A primeira coisa que salta à vista é o contraste de estilos.
O Brasil quer ter a posse de bola porque consegue criar perigo a partir de praticamente qualquer posição ofensiva. O Egito, por sua vez, sente-se muitas vezes mais confortável quando é o adversário quem controla a bola e os espaços se tornam reduzidos.
Isso cria um cenário de apostas interessante.
O Brasil deverá dominar a posse.
Mas não estou totalmente convencido de que posse de bola, por si só, se traduza automaticamente numa vitória confortável.
O Perfil Defensivo do Egito É Importante
Muitas equipas entram em pânico quando enfrentam o Brasil.
O Egito normalmente não.
Durante anos, a seleção egípcia construiu a sua identidade com base na organização defensiva, compactação entre linhas e transições rápidas. Mesmo diante de adversários tecnicamente superiores, raramente abandona a sua estrutura. Isso é importante porque a maior força do Brasil surge quando consegue criar situações de um contra um para os seus atacantes.
Vinícius Júnior, Rodrygo, Endrick e os restantes jogadores ofensivos prosperam quando conseguem arrastar os defensores para fora das suas posições.
O objetivo do Egito será precisamente o contrário.
Manter-se compacto. Manter-se estreito. Forçar o Brasil a jogar pelos corredores. Fazer com que cada oportunidade pareça conquistada com esforço.
Parece simples, mas pode ser surpreendentemente eficaz em jogos amigáveis internacionais.
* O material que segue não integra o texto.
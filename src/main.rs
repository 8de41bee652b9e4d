use std::process;

use clap::Parser;
use tracing_subscriber::EnvFilter;
use zacc::cli::{Cli, run};

fn main() {
    let cli = Cli::parse();

    let default_directive = if cli.verbose { "zacc=debug" } else { "zacc=warn" };
    let filter = EnvFilter::try_from_default_env()
        .unwrap_or_else(|_| EnvFilter::new(default_directive));
    tracing_subscriber::fmt()
        .with_env_filter(filter)
        .with_writer(std::io::stderr)
        .with_target(false)
        .compact()
        .init();

    let stdout = std::io::stdout();
    if let Err(err) = run(cli, &mut stdout.lock()) {
        let zacc_error = err.downcast_ref::<zacc::Error>();
        eprintln!("Error: {:#}", err);
        if let Some(hint) = zacc_error.and_then(zacc::Error::hint) {
            eprintln!("Hint: {}", hint);
        }
        process::exit(zacc_error.map_or(1, zacc::Error::exit_code));
    }
}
Porque Este Jogo Parece Diferente de Um Amigável Típico do Brasil
Acredito que muitos apostadores irão sobrestimar a probabilidade de uma goleada.
O Brasil tem, obviamente, capacidade para marcar quatro ou cinco golos contra adversários mais fracos. A questão é saber se realmente precisa de o fazer.
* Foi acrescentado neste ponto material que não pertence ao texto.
//! 写帖子 / 编辑帖子

use leptos::prelude::*;
use leptos::task::spawn_local;
use talkboard::messages::describe;
use talkboard::route::paths;
use talkboard::validation::{self, Field, FieldErrors};
use talkboard::{PageContext, RenderError};
use talkboard_shared::{Id, POST_TITLE_MAX_CHARS, PostDraft};

use crate::components::form::{FieldHint, FormAlert, errors_from};
use crate::components::header::Header;
use crate::context::{ToastKind, use_app};
use crate::web::{read_file, selected_file};

pub fn new_page(ctx: PageContext) -> Result<AnyView, RenderError> {
    Ok(view! { <PostEditorPage post_id=None ctx=ctx /> }.into_any())
}

pub fn edit_page(ctx: PageContext) -> Result<AnyView, RenderError> {
    let id = ctx.param("id")?.to_string();
    Ok(view! { <PostEditorPage post_id=Some(id) ctx=ctx /> }.into_any())
}

/// 已附加的图片
#[derive(Debug, Clone, PartialEq)]
struct Attachment {
    file_id: Option<Id>,
    name: String,
    url: String,
}

#[component]
pub fn PostEditorPage(post_id: Option<String>, ctx: PageContext) -> impl IntoView {
    let app = use_app();
    let token = ctx.token;
    let is_edit = post_id.is_some();
    let post_id = StoredValue::new(post_id);

    let (title, set_title) = signal(String::new());
    let (content, set_content) = signal(String::new());
    let (attachment, set_attachment) = signal(Option::<Attachment>::None);
    let (uploading, set_uploading) = signal(false);
    let (loading, set_loading) = signal(is_edit);
    let (is_submitting, set_is_submitting) = signal(false);
    let (errors, set_errors) = signal(FieldErrors::new());

    // 编辑时先读取原帖
    if let Some(id) = post_id.get_value() {
        let api = app.api();
        let token = token.clone();
        spawn_local(async move {
            let result = api.get_post(&id).await;
            if !token.is_current() {
                return;
            }
            match result {
                Ok(detail) => {
                    set_title.set(detail.title);
                    set_content.set(detail.content);
                    set_attachment.set(detail.file.map(|f| Attachment {
                        file_id: f.file_id,
                        name: "已上传的图片".to_string(),
                        url: f.file_url,
                    }));
                }
                Err(e) => {
                    app.show_toast(describe(&e, "帖子加载失败"), ToastKind::Error);
                    app.navigate(paths::POSTS);
                }
            }
            set_loading.set(false);
        });
    }

    let on_file = {
        let token = token.clone();
        move |ev: leptos::ev::Event| {
            let Some(file) = selected_file(&ev) else {
                return;
            };
            set_uploading.set(true);
            let api = app.api();
            let token = token.clone();
            spawn_local(async move {
                let picked = match read_file(&file).await {
                    Ok(picked) => picked,
                    Err(e) => {
                        tracing::warn!(error = %e, "failed to read selected file");
                        if token.is_current() {
                            set_uploading.set(false);
                        }
                        return;
                    }
                };
                let name = picked.name.clone();
                let result = api.upload_image(&picked.name, &picked.mime, picked.bytes).await;
                if !token.is_current() {
                    tracing::debug!("discarding stale upload result");
                    return;
                }
                match result {
                    Ok(uploaded) => set_attachment.set(Some(Attachment {
                        file_id: Some(uploaded.file_id),
                        name,
                        url: uploaded.file_url,
                    })),
                    Err(e) => app.show_toast(describe(&e, "图片上传失败"), ToastKind::Error),
                }
                set_uploading.set(false);
            });
        }
    };

    let on_submit = move |ev: leptos::web_sys::SubmitEvent| {
        ev.prevent_default();
        let check = validation::post_form(&title.get(), &content.get());
        if !check.is_empty() {
            set_errors.set(check);
            return;
        }

        set_is_submitting.set(true);
        set_errors.set(FieldErrors::new());

        let draft = PostDraft {
            title: title.get().trim().to_string(),
            content: content.get(),
            file_id: attachment.get().and_then(|a| a.file_id),
        };
        let api = app.api();
        let token = token.clone();
        let editing = post_id.get_value();
        spawn_local(async move {
            let result = match &editing {
                Some(id) => api.update_post(id, &draft).await.map(|_| id.clone()),
                None => api.create_post(&draft).await.map(|id| id.to_string()),
            };
            if !token.is_current() {
                return;
            }
            match result {
                Ok(id) => {
                    tracing::info!(post_id = %id, edited = editing.is_some(), "post saved");
                    app.navigate(&paths::post(&id));
                }
                Err(e) => {
                    set_errors.set(errors_from(&e, "保存失败，请稍后重试"));
                    set_is_submitting.set(false);
                }
            }
        });
    };

    let back = match post_id.get_value() {
        Some(id) => paths::post(id),
        None => paths::POSTS.to_string(),
    };
    let heading = if is_edit { "编辑帖子" } else { "写帖子" };
    let title_len = move || title.with(|t| t.chars().count());

    view! {
        <Header back=back />
        <div class="min-h-screen bg-base-200 p-4">
            <div class="card max-w-2xl mx-auto shadow bg-base-100">
                <Show
                    when=move || !loading.get()
                    fallback=|| view! {
                        <div class="flex justify-center py-8">
                            <span class="loading loading-spinner loading-lg text-primary"></span>
                        </div>
                    }
                >
                    <form class="card-body" on:submit=on_submit.clone()>
                        <h1 class="card-title text-2xl">{heading}</h1>

                        <div class="form-control">
                            <label class="label">
                                <span class="label-text">"标题"</span>
                                <span class="label-text-alt">
                                    {title_len}" / "{POST_TITLE_MAX_CHARS}
                                </span>
                            </label>
                            <input
                                type="text"
                                placeholder="请输入标题（最多 26 个字符）"
                                on:input=move |ev| set_title.set(event_target_value(&ev))
                                prop:value=title
                                class="input input-bordered"
                            />
                            <FieldHint errors=errors field=Field::Title />
                        </div>

                        <div class="form-control">
                            <label class="label"><span class="label-text">"内容"</span></label>
                            <textarea
                                class="textarea textarea-bordered h-48"
                                placeholder="请输入内容"
                                on:input=move |ev| set_content.set(event_target_value(&ev))
                                prop:value=content
                            ></textarea>
                            <FieldHint errors=errors field=Field::Content />
                        </div>

                        <div class="form-control">
                            <label class="label"><span class="label-text">"图片"</span></label>
                            <input
                                type="file"
                                accept="image/*"
                                class="file-input file-input-bordered"
                                on:change=on_file.clone()
                            />
                            <Show when=move || uploading.get()>
                                <span class="loading loading-dots loading-sm mt-2"></span>
                            </Show>
                            {move || attachment.get().map(|a| view! {
                                <div class="flex items-center gap-3 mt-2">
                                    <img class="w-16 h-16 object-cover rounded" src=a.url alt="" />
                                    <span class="text-sm">{a.name}</span>
                                    <button
                                        type="button"
                                        class="btn btn-xs btn-ghost"
                                        on:click=move |_| set_attachment.set(None)
                                    >
                                        "移除"
                                    </button>
                                </div>
                            })}
                        </div>

                        <FormAlert errors=errors />

                        <div class="form-control mt-4">
                            <button
                                class="btn btn-primary"
                                disabled=move || is_submitting.get() || uploading.get()
                            >
                                {if is_edit { "保存修改" } else { "发布" }}
                            </button>
                        </div>
                    </form>
                </Show>
            </div>
        </div>
    }
}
Estamos perante um jogo de preparação.
A equipa técnica estará mais preocupada com o equilíbrio defensivo, a química do meio-campo e os padrões ofensivos do que propriamente com o espetáculo.
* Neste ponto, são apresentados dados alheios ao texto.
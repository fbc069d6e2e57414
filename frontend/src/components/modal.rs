use leptos::prelude::*;

/// 确认对话框
#[component]
pub fn ConfirmModal(
    #[prop(into)] open: Signal<bool>,
    #[prop(into)] title: String,
    #[prop(into)] message: String,
    on_confirm: Callback<()>,
    on_cancel: Callback<()>,
) -> impl IntoView {
    view! {
        <div class=move || if open.get() { "modal modal-open" } else { "modal" }>
            <div class="modal-box">
                <h3 class="font-bold text-lg">{title}</h3>
                <p class="py-4 text-base-content/70">{message}</p>
                <div class="modal-action">
                    <button class="btn" on:click=move |_| on_cancel.run(())>"取消"</button>
                    <button class="btn btn-error" on:click=move |_| on_confirm.run(())>"确认"</button>
                </div>
            </div>
            <div class="modal-backdrop" on:click=move |_| on_cancel.run(())></div>
        </div>
    }
}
Por vezes, as grandes seleções encaram estes encontros como ensaios e não como atuações para impressionar.
É uma das razões pelas quais continuo a inclinar-me para uma vitória controlada do Brasil, em vez de um resultado exuberante.
O Fator Mohamed Salah
É impossível falar do Egito sem falar de Salah.
Mesmo que os egípcios passem grande parte do jogo a defender, Salah altera completamente a dinâmica do encontro. Uma recuperação de bola, uma transição rápida ou um passe errado do Brasil podem ser suficientes para criar uma ocasião perigosa.
É por isso que não tenho grande interesse em apostar em handicaps agressivos a favor do Brasil.
O Brasil pode dominar durante oitenta minutos e ainda assim sofrer um golo numa única transição.
Os amigáveis funcionam muitas vezes dessa forma.
Onde Está o Valor nas Apostas
Curiosamente, considero o mercado de poucos golos mais interessante do que os mercados ligados ao vencedor.
Não porque o Egito tenha grandes probabilidades de travar completamente o Brasil.
Mas porque deverá conseguir abrandar o ritmo do jogo.
Existe uma diferença importante.
O encontro pode ter longos períodos de posse brasileira, gerando pressão sem necessariamente criar um volume enorme de remates. O bloco defensivo egípcio deverá absorver ataques suficientes para evitar que o marcador dispare.
Um resultado como 2-0 ou 2-1 parece muito mais plausível do que uma goleada.
Veredicto Final
O Brasil merece ser amplamente favorito e deverá criar as melhores oportunidades ao longo do encontro. A qualidade ofensiva da equipa é simplesmente demasiado elevada para ser ignorada.
Ainda assim, o Egito é um dos adversários mais incómodos que o Brasil poderia encontrar num contexto amigável. Tem disciplina defensiva suficiente para tornar o jogo desconfortável e ameaça suficiente nas transições para impedir que os brasileiros ataquem sem cautelas.
Vejo o Brasil a vencer, mas de forma paciente e controlada, e não através de uma exibição esmagadora.